WHAT YOU HAVE TO DO =
For the material below, return exactly the lines starting at the one holding "returning the current snapshot." and ending at the one holding "Tree-level invalid input.", counting both as part of the range.

GIVEN RECORDS =
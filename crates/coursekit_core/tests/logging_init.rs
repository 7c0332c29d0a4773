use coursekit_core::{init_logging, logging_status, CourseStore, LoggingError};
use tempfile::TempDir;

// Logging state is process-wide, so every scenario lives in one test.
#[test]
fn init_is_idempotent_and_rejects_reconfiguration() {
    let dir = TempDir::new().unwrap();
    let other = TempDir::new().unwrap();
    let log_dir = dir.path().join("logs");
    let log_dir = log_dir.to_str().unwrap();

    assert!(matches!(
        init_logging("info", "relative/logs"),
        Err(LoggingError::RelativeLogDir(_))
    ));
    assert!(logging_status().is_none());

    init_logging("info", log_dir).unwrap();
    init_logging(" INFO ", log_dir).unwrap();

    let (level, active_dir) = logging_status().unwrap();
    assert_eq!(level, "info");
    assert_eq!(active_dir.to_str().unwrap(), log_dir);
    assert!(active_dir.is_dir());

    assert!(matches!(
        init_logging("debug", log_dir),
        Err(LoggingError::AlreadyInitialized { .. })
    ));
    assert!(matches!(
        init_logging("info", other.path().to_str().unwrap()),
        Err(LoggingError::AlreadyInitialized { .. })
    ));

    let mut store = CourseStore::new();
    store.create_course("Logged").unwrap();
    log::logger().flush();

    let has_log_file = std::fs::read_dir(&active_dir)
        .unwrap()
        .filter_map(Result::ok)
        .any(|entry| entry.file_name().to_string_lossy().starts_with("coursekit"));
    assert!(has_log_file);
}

---

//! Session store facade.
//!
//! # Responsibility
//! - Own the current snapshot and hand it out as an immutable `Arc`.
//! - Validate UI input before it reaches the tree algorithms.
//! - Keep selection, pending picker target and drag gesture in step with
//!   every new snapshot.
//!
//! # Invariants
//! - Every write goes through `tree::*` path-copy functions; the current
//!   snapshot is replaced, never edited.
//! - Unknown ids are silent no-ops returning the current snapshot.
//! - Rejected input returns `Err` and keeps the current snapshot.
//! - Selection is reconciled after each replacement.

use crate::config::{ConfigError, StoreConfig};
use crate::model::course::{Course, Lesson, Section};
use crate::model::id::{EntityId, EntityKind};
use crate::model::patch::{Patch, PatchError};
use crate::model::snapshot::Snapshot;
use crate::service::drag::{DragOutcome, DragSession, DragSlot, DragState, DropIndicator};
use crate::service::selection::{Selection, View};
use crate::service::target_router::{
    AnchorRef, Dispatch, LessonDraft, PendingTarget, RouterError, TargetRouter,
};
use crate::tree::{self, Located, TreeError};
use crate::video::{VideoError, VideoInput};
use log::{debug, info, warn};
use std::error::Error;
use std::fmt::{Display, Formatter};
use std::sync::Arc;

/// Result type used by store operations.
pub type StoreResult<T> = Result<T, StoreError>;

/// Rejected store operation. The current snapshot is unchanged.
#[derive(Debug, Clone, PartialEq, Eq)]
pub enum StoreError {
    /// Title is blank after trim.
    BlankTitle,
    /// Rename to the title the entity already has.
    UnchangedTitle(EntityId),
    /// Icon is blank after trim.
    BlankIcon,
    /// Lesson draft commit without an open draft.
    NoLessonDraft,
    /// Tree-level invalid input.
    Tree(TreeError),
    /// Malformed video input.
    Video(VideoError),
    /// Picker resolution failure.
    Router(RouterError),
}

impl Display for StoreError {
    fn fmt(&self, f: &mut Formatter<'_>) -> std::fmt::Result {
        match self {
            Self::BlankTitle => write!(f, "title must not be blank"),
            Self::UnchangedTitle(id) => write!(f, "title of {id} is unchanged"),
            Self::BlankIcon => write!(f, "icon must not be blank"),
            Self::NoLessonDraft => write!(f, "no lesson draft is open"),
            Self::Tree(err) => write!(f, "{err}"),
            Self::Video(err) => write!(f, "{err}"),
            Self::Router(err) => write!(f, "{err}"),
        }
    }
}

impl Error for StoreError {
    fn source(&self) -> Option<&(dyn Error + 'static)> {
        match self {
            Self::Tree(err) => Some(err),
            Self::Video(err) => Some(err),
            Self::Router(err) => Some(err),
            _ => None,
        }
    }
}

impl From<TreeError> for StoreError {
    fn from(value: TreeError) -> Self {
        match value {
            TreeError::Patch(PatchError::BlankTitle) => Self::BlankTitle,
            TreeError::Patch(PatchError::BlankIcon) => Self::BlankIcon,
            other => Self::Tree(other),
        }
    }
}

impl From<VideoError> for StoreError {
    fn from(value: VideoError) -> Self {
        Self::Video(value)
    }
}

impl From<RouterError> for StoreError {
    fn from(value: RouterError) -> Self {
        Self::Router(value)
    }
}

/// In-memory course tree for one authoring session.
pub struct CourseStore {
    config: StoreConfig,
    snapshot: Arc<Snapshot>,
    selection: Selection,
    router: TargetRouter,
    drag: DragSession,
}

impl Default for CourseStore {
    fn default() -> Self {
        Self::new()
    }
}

* * *

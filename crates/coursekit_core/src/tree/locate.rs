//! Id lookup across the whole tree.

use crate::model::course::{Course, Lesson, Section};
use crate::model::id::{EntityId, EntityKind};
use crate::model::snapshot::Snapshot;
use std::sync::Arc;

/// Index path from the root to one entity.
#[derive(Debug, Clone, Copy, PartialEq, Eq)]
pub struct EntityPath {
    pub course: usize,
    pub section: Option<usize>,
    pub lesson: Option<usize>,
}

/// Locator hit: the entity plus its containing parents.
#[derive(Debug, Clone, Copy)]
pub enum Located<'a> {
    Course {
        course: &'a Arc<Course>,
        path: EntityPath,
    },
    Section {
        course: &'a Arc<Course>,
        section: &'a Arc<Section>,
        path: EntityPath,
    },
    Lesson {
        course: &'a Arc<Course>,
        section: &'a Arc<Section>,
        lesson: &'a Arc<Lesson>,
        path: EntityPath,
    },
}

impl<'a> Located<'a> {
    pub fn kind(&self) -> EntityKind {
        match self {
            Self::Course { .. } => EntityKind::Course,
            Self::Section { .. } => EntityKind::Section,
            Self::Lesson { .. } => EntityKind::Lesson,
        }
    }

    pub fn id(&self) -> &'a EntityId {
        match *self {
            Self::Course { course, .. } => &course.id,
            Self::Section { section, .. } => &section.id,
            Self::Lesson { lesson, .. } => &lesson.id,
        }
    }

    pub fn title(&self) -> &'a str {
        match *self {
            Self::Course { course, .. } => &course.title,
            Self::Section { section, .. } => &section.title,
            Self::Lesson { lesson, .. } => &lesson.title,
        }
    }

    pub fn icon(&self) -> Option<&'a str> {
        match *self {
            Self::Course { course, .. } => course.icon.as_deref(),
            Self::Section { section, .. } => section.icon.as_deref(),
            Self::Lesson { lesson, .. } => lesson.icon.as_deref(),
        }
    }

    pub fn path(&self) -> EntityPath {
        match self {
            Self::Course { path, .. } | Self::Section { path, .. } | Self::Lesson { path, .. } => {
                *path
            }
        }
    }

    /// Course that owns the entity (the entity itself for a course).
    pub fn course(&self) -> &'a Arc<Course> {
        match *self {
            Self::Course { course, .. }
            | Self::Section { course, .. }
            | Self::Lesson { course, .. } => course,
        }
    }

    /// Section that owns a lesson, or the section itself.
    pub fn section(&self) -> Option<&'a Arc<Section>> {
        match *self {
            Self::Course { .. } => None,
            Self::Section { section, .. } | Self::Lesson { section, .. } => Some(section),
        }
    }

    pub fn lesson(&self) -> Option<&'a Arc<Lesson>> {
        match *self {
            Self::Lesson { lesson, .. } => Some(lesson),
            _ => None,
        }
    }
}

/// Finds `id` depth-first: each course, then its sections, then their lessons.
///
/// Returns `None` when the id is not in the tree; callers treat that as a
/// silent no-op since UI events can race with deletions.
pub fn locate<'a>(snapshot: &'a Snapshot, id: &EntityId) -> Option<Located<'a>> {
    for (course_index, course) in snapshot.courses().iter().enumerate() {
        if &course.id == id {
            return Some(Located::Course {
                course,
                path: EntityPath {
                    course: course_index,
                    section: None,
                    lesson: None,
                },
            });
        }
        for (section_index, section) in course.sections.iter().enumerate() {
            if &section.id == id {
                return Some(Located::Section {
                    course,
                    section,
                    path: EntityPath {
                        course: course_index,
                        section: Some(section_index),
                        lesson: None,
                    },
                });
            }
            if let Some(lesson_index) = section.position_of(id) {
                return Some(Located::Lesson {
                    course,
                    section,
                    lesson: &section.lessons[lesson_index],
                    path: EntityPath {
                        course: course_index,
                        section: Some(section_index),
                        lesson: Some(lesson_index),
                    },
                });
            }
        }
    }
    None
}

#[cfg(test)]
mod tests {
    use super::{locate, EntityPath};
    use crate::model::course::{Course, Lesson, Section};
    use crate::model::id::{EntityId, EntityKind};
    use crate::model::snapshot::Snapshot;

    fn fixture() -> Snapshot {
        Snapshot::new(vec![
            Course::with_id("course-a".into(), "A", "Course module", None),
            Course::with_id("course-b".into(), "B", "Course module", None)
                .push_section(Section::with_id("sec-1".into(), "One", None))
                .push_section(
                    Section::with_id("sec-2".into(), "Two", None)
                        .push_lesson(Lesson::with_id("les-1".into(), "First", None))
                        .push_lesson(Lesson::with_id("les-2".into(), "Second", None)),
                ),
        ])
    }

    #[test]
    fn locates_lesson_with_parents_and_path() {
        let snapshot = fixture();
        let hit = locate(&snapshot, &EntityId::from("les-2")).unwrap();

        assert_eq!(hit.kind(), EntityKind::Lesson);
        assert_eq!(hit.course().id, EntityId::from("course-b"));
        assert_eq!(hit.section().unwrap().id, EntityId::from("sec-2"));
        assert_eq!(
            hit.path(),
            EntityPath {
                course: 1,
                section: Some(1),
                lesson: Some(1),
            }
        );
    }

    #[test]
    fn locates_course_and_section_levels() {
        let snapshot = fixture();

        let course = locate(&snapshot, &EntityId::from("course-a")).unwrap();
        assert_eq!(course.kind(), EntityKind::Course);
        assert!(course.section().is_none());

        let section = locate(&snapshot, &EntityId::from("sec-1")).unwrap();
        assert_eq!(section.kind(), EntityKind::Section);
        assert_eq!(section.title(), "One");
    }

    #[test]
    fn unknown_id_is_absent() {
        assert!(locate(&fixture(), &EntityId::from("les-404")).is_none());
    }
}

ANSWER TO THE EXERCISE =
//! - Unknown ids are silent no-ops returning the current snapshot.
//! - Rejected input returns `Err` and keeps the current snapshot.
//! - Selection is reconciled after each replacement.

use crate::config::{ConfigError, StoreConfig};
use crate::model::course::{Course, Lesson, Section};
use crate::model::id::{EntityId, EntityKind};
use crate::model::patch::{Patch, PatchError};
use crate::model::snapshot::Snapshot;
use crate::service::drag::{DragOutcome, DragSession, DragSlot, DragState, DropIndicator};
use crate::service::selection::{Selection, View};
use crate::service::target_router::{
    AnchorRef, Dispatch, LessonDraft, PendingTarget, RouterError, TargetRouter,
};
use crate::tree::{self, Located, TreeError};
use crate::video::{VideoError, VideoInput};
use log::{debug, info, warn};
use std::error::Error;
use std::fmt::{Display, Formatter};
use std::sync::Arc;

/// Result type used by store operations.
pub type StoreResult<T> = Result<T, StoreError>;

/// Rejected store operation. The current snapshot is unchanged.
#[derive(Debug, Clone, PartialEq, Eq)]
pub enum StoreError {
    /// Title is blank after trim.
    BlankTitle,
    /// Rename to the title the entity already has.
    UnchangedTitle(EntityId),
    /// Icon is blank after trim.
    BlankIcon,
    /// Lesson draft commit without an open draft.
    NoLessonDraft,
    /// Tree-level invalid input.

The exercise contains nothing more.